Lenny enjoys his life of bumming the braincells of the others, while pining over his ex-girlfriend Faith (Lewis), who he lost to a powerful label owner, due to Faith's own ambition. Things get out of hand though when Lenny starts getting blackmailed with a snuff movie showing the grisly murder of Iris, one of his close friends. From then, Lenny opens Pandora's box and discovers the mechanics of paranoia behind the passing of a tape that depicts the murder of one of the most important black man in America. Helped with his friends Macey (Bassett) and Max (Sizemore), he'll try to get this tape into the right hands and Faith back at the same time.

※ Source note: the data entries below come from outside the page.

#[cfg(test)]
mod tests {
    use super::*;
    use crate::grade::{EntityGrade, FieldGrade, Verdict};
    use crate::value::Value;
    use conform_state::FailureKind;

    fn digest() -> ContentDigest {
        ContentDigest::from_bytes(b"rulebook")
    }

    fn grade(substrate: &str, mode: SubstrateMode, passed: u64, failed: u64) -> GradeSummary {
        let fields = (0..failed)
            .map(|i| FieldGrade {
                entity: "E".into(),
                key: format!("k{i}"),
                field: "Question".into(),
                expected: Value::text("Is English a language?"),
                actual: None,
                verdict: Verdict::MissingField,
            })
            .collect();
        GradeSummary {
            substrate: substrate.into(),
            mode,
            entities: vec![EntityGrade {
                entity: "E".into(),
                records: 3,
                passed,
                failed,
                excluded: 0,
            }],
            fields,
            passed,
            failed,
            excluded: 0,
            total: passed + failed,
            elapsed_ms: 1200,
            grading_ms: 3,
        }
    }

    fn substrate(name: &str, mode: SubstrateMode, outcome: RunOutcome, grade: Option<GradeSummary>) -> SubstrateReport {
        SubstrateReport {
            substrate: name.into(),
            mode,
            outcome,
            exit_code: Some(0),
            duration_ms: 1200,
            grade,
            results_from_run: Some(RunId("20260101T000000Z-00000000".into())),
            log_path: None,
            transcript_path: None,
        }
    }

    fn run_report() -> RunReport {
        let at = DateTime::parse_from_rfc3339("2026-01-01T00:00:00Z")
            .expect("parse RFC3339")
            .with_timezone(&Utc);
        RunReport {
            run_id: RunId("20260102T000000Z-11111111".into()),
            rulebook: "rulebook.json".into(),
            rulebook_digest: digest(),
            ground_truth_digest: digest(),
            started_at: at,
            finished_at: at,
            substrates: vec![
                substrate(
                    "python",
                    SubstrateMode::Executable,
                    RunOutcome::Succeeded,
                    Some(grade("python", SubstrateMode::Executable, 3, 0)),
                ),
                substrate(
                    "golang",
                    SubstrateMode::Executable,
                    RunOutcome::Failed {
                        kind: FailureKind::NonZeroExit,
                        message: "exit status 3".into(),
                        restored: true,
                    },
                    Some(grade("golang", SubstrateMode::Executable, 2, 1)),
                ),
                substrate(
                    "english",
                    SubstrateMode::Fuzzy,
                    RunOutcome::Succeeded,
                    Some(grade("english", SubstrateMode::Fuzzy, 1, 2)),
                ),
            ],
            computed_columns: BTreeMap::from([(
                "E".to_string(),
                vec!["HasGrammar".to_string(), "Question".to_string()],
            )]),
            trend: BTreeMap::new(),
            interrupted: false,
        }
    }

    #[test]
    fn crashed_is_distinct_from_low_score() {
        let report = run_report();
        let statuses: Vec<_> = report.substrates.iter().map(|s| s.status()).collect();
        assert_eq!(
            statuses,
            vec![ReportStatus::Pass, ReportStatus::Crashed, ReportStatus::Fail]
        );
    }

    #[test]
    fn fuzzy_substrates_get_their_own_table() {
        let md = render_aggregate_md(&run_report());
        let fuzzy_at = md.find("## Fuzzy substrates (advisory)").expect("fuzzy section");
        let english_at = md.find("| english |").expect("english row");
        let python_at = md.find("| python |").expect("python row");
        assert!(python_at < fuzzy_at && fuzzy_at < english_at);
        assert!(md.contains("(last good, run `20260101T000000Z-00000000`)"));
    }

    #[test]
    fn overall_stats_ignore_fuzzy_and_crashed() {
        let stats = run_report().overall();
        assert_eq!(stats.substrates, 2);
        assert_eq!(stats.executed, 1);
        assert_eq!(stats.crashed, 1);
        assert_eq!(stats.passed_fields, 3);
        assert_eq!(stats.pass_rate, 100.0);
    }

    #[test]
    fn substrate_report_lists_missing_fields() {
        let report = &run_report().substrates[1];
        let md = render_substrate_md(report);
        assert!(md.contains("# golang (CRASHED)"));
        assert!(md.contains("non_zero_exit") || md.contains("exit status 3"));
        assert!(md.contains("| k0 | Question | \"Is English a language?\" | missing |"));
    }

    #[test]
    fn long_cells_are_truncated() {
        let cell = truncate_cell(&"x".repeat(100));
        assert_eq!(cell.chars().count(), CELL_WIDTH);
        assert!(cell.ends_with("..."));
    }

    #[test]
    fn aggregate_render_is_stable() {
        let report = run_report();
        assert_eq!(render_aggregate_md(&report), render_aggregate_md(&report));
    }

    #[test]
    fn summary_round_trips_through_disk() {
        let dir = tempfile::tempdir().unwrap();
        let path = dir.path().join("summary.json");
        let report = run_report();
        write_summary_json(&path, &report).unwrap();
        assert_eq!(read_summary_json(&path).unwrap(), report);
    }

    #[tokio::test]
    async fn trend_comes_from_ledger_newest_first() {
        use conform_state::fakes::MemoryRunLedger;
        use conform_state::LedgerEntry;

        let ledger = MemoryRunLedger::new();
        for (i, passed) in [1u64, 2, 3].into_iter().enumerate() {
            let at = Utc::now();
            ledger
                .append(LedgerEntry {
                    run_id: RunId(format!("run-{i}")),
                    substrate: "python".into(),
                    mode: SubstrateMode::Executable,
                    started_at: at,
                    finished_at: at,
                    duration_ms: 10,
                    exit_code: Some(0),
                    outcome: RunOutcome::Succeeded,
                    score: Some(ScoreSnapshot::new(passed, 3 - passed, 0)),
                    rulebook_digest: digest(),
                    results_from_run: Some(RunId(format!("run-{i}"))),
                })
                .await
                .unwrap();
        }
        let mut report = run_report();
        report.attach_trend(&ledger, 2).await.unwrap();
        let points = &report.trend["python"];
        assert_eq!(points.len(), 2);
        assert_eq!(points[0].run_id, RunId("run-2".into()));
        assert!(render_aggregate_md(&report).contains("## Recent history"));
    }
}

I was never big on Kathryn Bigelow. She tries too hard every goddamn time. At every swing she's going for the home run. Blue Steel was laughable and her latest offering The Hurt Locker, despite being very good, would have been ten times better if she wouldn't have used that shaky "realistic" camera. Strange Days is another offender, but it's way more enjoyable that most of her offerings. It's stripped bare of anything except a colorful and imaginative setting. The editing is so fast and tight that you get the impression that you're reading a graphic novel while going through the tribulations of Lenny Nero. There's not much flare, but the traditional Hollywood editing made to heighten the dramatic effects gives place to a diligent, military like editing that feels like you're flicking pages.

Ralph Fiennes plays a little heavy handed, uncomfortable with that type of movie. Fiennes is used to the more intellectual, down tuned roles, but I guess he was starving for a pay check back then. The ordinary Tom Sizemore gives a satisfying performence as Max, Lenny's best friends, but the best interpretations are made by Angela Bassett and Juliette Lewis, who prove that they are more than two of the most good looking women in Hollywood. You can feel an invisible wire of tension in between them even if they share a few scenes.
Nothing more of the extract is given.